[Elecraft] Question - for Educational Purposes

David Woolley (E.L) forums at david-woolley.me.uk
Fri Jul 25 03:09:07 EDT 2008


Alan Bloom wrote:
>> 2) The IIR filters have slightly steeper skirts, but ring more. The FIR 
>> filters ring less but are not quite as sharp.
> 
> I believe the IIR filters ring more BECAUSE they have steeper skirts. 
> As I explained in a previous message, FIR and IIR filters have similar
> ringing characteristics if the bandwidth and shape factors are the same.

FIR filters cannot ring in the full sense of the word.  What they can do 
is to generate a finite pulse of a particular frequency, but that pulse 
is never longer than the filter length.  Long filter lengths result in a 
delay in the signal, which can become unacceptable in itself, so systems 
are not designed with extremely long filters.
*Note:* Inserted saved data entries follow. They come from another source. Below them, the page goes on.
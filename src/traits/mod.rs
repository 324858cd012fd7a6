//! Trait definitions for Finite State entity operations.
//!
//! Each entity type implements the traits it supports; the GraphQL or REST
//! details live in the implementations.

mod get;
mod list;

pub use get::Get;
pub use list::List;
//! Basic example demonstrating the Finite State client.
//!
//! Run with:
//! ```
//! CLIENT_ID=... CLIENT_SECRET=... ORGANIZATION_CONTEXT=... cargo run --example basic
//! ```

use finite_state_sdk::{
    get_findings_count, AssetVersion, FindingListQuery, FiniteStateClient, Finding, Get, List,
};

#[tokio::main]
async fn main() -> finite_state_sdk::Result<()> {
    // Initialize tracing for debugging (optional)
    tracing_subscriber::fmt::init();

    println!("Creating Finite State client...");
    let client = FiniteStateClient::from_env()?;

    // First page of asset versions
    println!("\n--- Listing Asset Versions (first page) ---");
    let mut pages = AssetVersion::paginator(&client, &Default::default());
    let Some(page) = AssetVersion::next_page(&mut pages).await? else {
        println!("No asset versions found");
        return Ok(());
    };
    println!("Found {} asset versions (more: {})", page.len(), page.has_more);
    for version in &page {
        println!("  - {} ({})", version.label(), version.id);
    }

    if let Some(first) = page.items.first() {
        println!("\n--- Asset Version Details ---");
        let version = AssetVersion::get(&client, first.id.clone()).await?;
        println!("Version: {}", version.label());
        println!("  Risk score: {:?}", version.relative_risk_score);
        println!("  Business unit: {}", version.business_unit().unwrap_or("none"));

        let query = FindingListQuery::for_asset_version(&version.id).with_category("CVE");
        let count = get_findings_count(&client, &query).await?;
        println!("\n--- CVE Findings ({count}) ---");

        let findings = Finding::list_limited(&client, &query, 5).await?;
        for finding in &findings {
            println!(
                "  [{}] {} {}",
                finding.severity.as_deref().unwrap_or("?"),
                finding.title.as_deref().unwrap_or(""),
                finding.cve_ids().join(", ")
            );
        }
    }

    Ok(())
}
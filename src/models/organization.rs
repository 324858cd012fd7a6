//! Organization directory: business units and users.

use serde::{Deserialize, Serialize};
use serde_json::json;

use crate::client::FiniteStateClient;
use crate::error::Result;
use crate::pagination::ListEndpoint;
use crate::queries;
use crate::traits::List;

/// A business unit. The API returns these as `Group` records.
#[derive(Debug, Clone, PartialEq, Eq, Serialize, Deserialize)]
pub struct BusinessUnit {
    /// Group id.
    pub id: String,
    /// Display name.
    #[serde(default)]
    pub name: Option<String>,
}

/// A user of the organization.
#[derive(Debug, Clone, PartialEq, Eq, Serialize, Deserialize)]
pub struct User {
    /// User id.
    pub id: String,
    /// Login email.
    #[serde(default)]
    pub email: Option<String>,
}

impl List for BusinessUnit {
    type Query = ();

    fn endpoint(_query: &Self::Query) -> ListEndpoint {
        ListEndpoint::graphql(queries::ALL_BUSINESS_UNITS, json!({}), "allGroups")
    }
}

impl List for User {
    type Query = ();

    fn endpoint(_query: &Self::Query) -> ListEndpoint {
        ListEndpoint::graphql(queries::ALL_USERS, json!({}), "allUsers")
    }
}

/// Fetch every business unit.
pub async fn get_all_business_units(client: &FiniteStateClient) -> Result<Vec<BusinessUnit>> {
    BusinessUnit::list_all(client, &()).await
}

/// Fetch every user.
pub async fn get_all_users(client: &FiniteStateClient) -> Result<Vec<User>> {
    User::list_all(client, &()).await
}
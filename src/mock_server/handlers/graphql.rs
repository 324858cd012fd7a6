//! GraphQL endpoint handler.
//!
//! Recognizes the list fields the client uses and serves them with
//! `after`/`first` cursor pagination.

use axum::{
    extract::State,
    http::{HeaderMap, StatusCode},
    response::{IntoResponse, Response},
    Json,
};
use serde::Deserialize;
use serde_json::{json, Value};

use super::{check_auth, take_fault, SharedState};
use crate::mock_server::state::MockState;

const DEFAULT_FIRST: usize = 100;

/// GraphQL request body.
#[derive(Debug, Deserialize)]
pub struct GraphQlRequest {
    pub query: String,
    #[serde(default)]
    pub variables: Value,
}

/// POST /api/v1/graphql
pub async fn graphql(
    State(state): State<SharedState>,
    headers: HeaderMap,
    Json(request): Json<GraphQlRequest>,
) -> Response {
    let mut state = state.write().await;
    state.data_requests += 1;

    if let Some(response) = check_auth(&state, &headers) {
        return response;
    }
    if headers.get("Organization-Context").is_none() {
        return (
            StatusCode::BAD_REQUEST,
            Json(json!({ "message": "Organization-Context header is required" })),
        )
            .into_response();
    }
    if let Some(response) = take_fault(&mut state) {
        return response;
    }

    let variables = &request.variables;
    let filter = variables.get("filter").cloned().unwrap_or(Value::Null);
    let query = request.query.as_str();

    if query.contains("_allFindingsMeta") {
        let count = matching_findings(&state, &filter).len();
        return data(json!({ "_allFindingsMeta": { "count": count } }));
    }

    let (field, records) = if query.contains("allAssetVersions") {
        ("allAssetVersions", matching_asset_versions(&state, &filter))
    } else if query.contains("allAssets") {
        ("allAssets", matching_assets(&state, &filter))
    } else if query.contains("allGroups") {
        ("allGroups", state.business_units.clone())
    } else if query.contains("allUsers") {
        ("allUsers", state.users.clone())
    } else if query.contains("allFindings") {
        if let Some(av) = filter.get("assetVersionRefId").and_then(Value::as_str) {
            if state.failing_asset_versions.contains(av) {
                return (
                    StatusCode::INTERNAL_SERVER_ERROR,
                    Json(json!({ "message": format!("findings for {av} unavailable") })),
                )
                    .into_response();
            }
        }
        ("allFindings", matching_findings(&state, &filter))
    } else if query.contains("allSoftwareComponentInstances") {
        (
            "allSoftwareComponentInstances",
            matching_components(&state, &filter),
        )
    } else if query.contains("allProducts") {
        ("allProducts", matching_products(&state, &filter))
    } else {
        return graphql_error("Unknown query field", "GRAPHQL_VALIDATION_FAILED");
    };

    let after = variables
        .get("after")
        .and_then(Value::as_str)
        .map(str::to_string);
    let first = variables
        .get("first")
        .and_then(Value::as_u64)
        .map_or(DEFAULT_FIRST, |n| n as usize);
    state.cursors_seen.push(after.clone());

    let start = match &after {
        None => 0,
        Some(cursor) => match records.iter().position(|r| r["_cursor"] == cursor.as_str()) {
            Some(index) => index + 1,
            None => return graphql_error("Invalid cursor", "BAD_USER_INPUT"),
        },
    };

    let page: Vec<Value> = records.into_iter().skip(start).take(first).collect();
    let mut body = serde_json::Map::new();
    body.insert(field.to_string(), Value::Array(page));
    data(Value::Object(body))
}

fn data(data: Value) -> Response {
    (StatusCode::OK, Json(json!({ "data": data }))).into_response()
}

fn graphql_error(message: &str, code: &str) -> Response {
    (
        StatusCode::OK,
        Json(json!({
            "data": null,
            "errors": [{ "message": message, "extensions": { "code": code } }]
        })),
    )
        .into_response()
}

fn str_at<'a>(value: &'a Value, path: &[&str]) -> Option<&'a str> {
    path.iter()
        .try_fold(value, |v, key| v.get(key))
        .and_then(Value::as_str)
}

fn matching_asset_versions(state: &MockState, filter: &Value) -> Vec<Value> {
    let id = str_at(filter, &["id"]);
    let asset = str_at(filter, &["asset", "id"]);
    let group = str_at(filter, &["group", "id"]);

    state
        .asset_versions
        .iter()
        .filter(|av| id.map_or(true, |id| str_at(av, &["id"]) == Some(id)))
        .filter(|av| asset.map_or(true, |a| str_at(av, &["asset", "id"]) == Some(a)))
        .filter(|av| group.map_or(true, |g| str_at(av, &["asset", "group", "id"]) == Some(g)))
        .cloned()
        .collect()
}

fn matching_assets(state: &MockState, filter: &Value) -> Vec<Value> {
    let id = str_at(filter, &["id"]);
    let group = str_at(filter, &["group", "id"]);

    state
        .assets
        .iter()
        .filter(|a| id.map_or(true, |id| str_at(a, &["id"]) == Some(id)))
        .filter(|a| group.map_or(true, |g| str_at(a, &["group", "id"]) == Some(g)))
        .cloned()
        .collect()
}

fn categories(filter: &Value) -> Vec<String> {
    filter
        .get("AND")
        .and_then(Value::as_array)
        .into_iter()
        .flatten()
        .filter_map(|clause| clause.get("OR").and_then(Value::as_array))
        .flatten()
        .filter_map(|or| or.get("category_in").and_then(Value::as_array))
        .flatten()
        .filter_map(|c| c.as_str().map(str::to_string))
        .collect()
}

fn matching_findings(state: &MockState, filter: &Value) -> Vec<Value> {
    let av = str_at(filter, &["assetVersionRefId"]);
    let id = str_at(filter, &["id"]);
    let severity = str_at(filter, &["severity"]);
    let categories = categories(filter);

    state
        .findings
        .iter()
        .filter(|(owner, _)| av.map_or(true, |av| owner == av))
        .map(|(_, f)| f)
        .filter(|f| id.map_or(true, |id| str_at(f, &["id"]) == Some(id)))
        .filter(|f| severity.map_or(true, |s| str_at(f, &["severity"]) == Some(s)))
        .filter(|f| {
            categories.is_empty()
                || str_at(f, &["category"]).is_some_and(|c| categories.iter().any(|x| x == c))
        })
        .cloned()
        .collect()
}

/// Name and version filters of a component search.
fn matches_search(component: &Value, filter: &Value) -> bool {
    let field = |key: &str| str_at(component, &[key]).unwrap_or_default();
    let name = field("name");
    let version = field("version");

    str_at(filter, &["name"]).map_or(true, |n| name == n)
        && str_at(filter, &["name_like"]).map_or(true, |n| name.eq_ignore_ascii_case(n))
        && str_at(filter, &["name_contains"])
            .map_or(true, |n| name.to_lowercase().contains(&n.to_lowercase()))
        && str_at(filter, &["version"]).map_or(true, |v| version == v)
        && str_at(filter, &["version_contains"]).map_or(true, |v| version.contains(v))
}

fn matching_components(state: &MockState, filter: &Value) -> Vec<Value> {
    let av = str_at(filter, &["assetVersionRefId"]);
    let types: Vec<&str> = filter
        .get("type_in")
        .and_then(Value::as_array)
        .map(|t| t.iter().filter_map(Value::as_str).collect())
        .unwrap_or_default();

    state
        .components
        .iter()
        .filter(|(owner, _)| av.map_or(true, |av| owner == av))
        .filter(|(_, c)| {
            types.is_empty() || str_at(c, &["type"]).is_some_and(|t| types.contains(&t))
        })
        .filter(|(_, c)| matches_search(c, filter))
        .map(|(owner, c)| with_asset_version(state, owner, c))
        .collect()
}

/// Attach the owning asset version the way search results carry it.
fn with_asset_version(state: &MockState, owner: &str, component: &Value) -> Value {
    let mut component = component.clone();
    if let Some(av) = state
        .asset_versions
        .iter()
        .find(|av| str_at(av, &["id"]) == Some(owner))
    {
        component["assetVersion"] = json!({
            "id": av["id"],
            "name": av["name"],
            "asset": {"id": av["asset"]["id"], "name": av["asset"]["name"]}
        });
    }
    component
}

fn matching_products(state: &MockState, filter: &Value) -> Vec<Value> {
    let id = str_at(filter, &["id"]);
    state
        .products
        .iter()
        .filter(|p| id.map_or(true, |id| str_at(p, &["id"]) == Some(id)))
        .cloned()
        .collect()
}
Some basic examples of (non-ringing - or rather ringing at 0Hz) filters 
are the rolling and exponential average.  The rolling average is the 
average of the last n values and is an FIR filter.  The exponential 
average adds x% of the input to (100-x%) of the previous output and is 
an IIR.

(The simple rolling average is special in that you can use an IIR type 
algorithm to compute it, although the result is still only finite 
impulse response.  That formulation of rolling average requires 2 
additions per sample, whereas the FIR style one requires n.)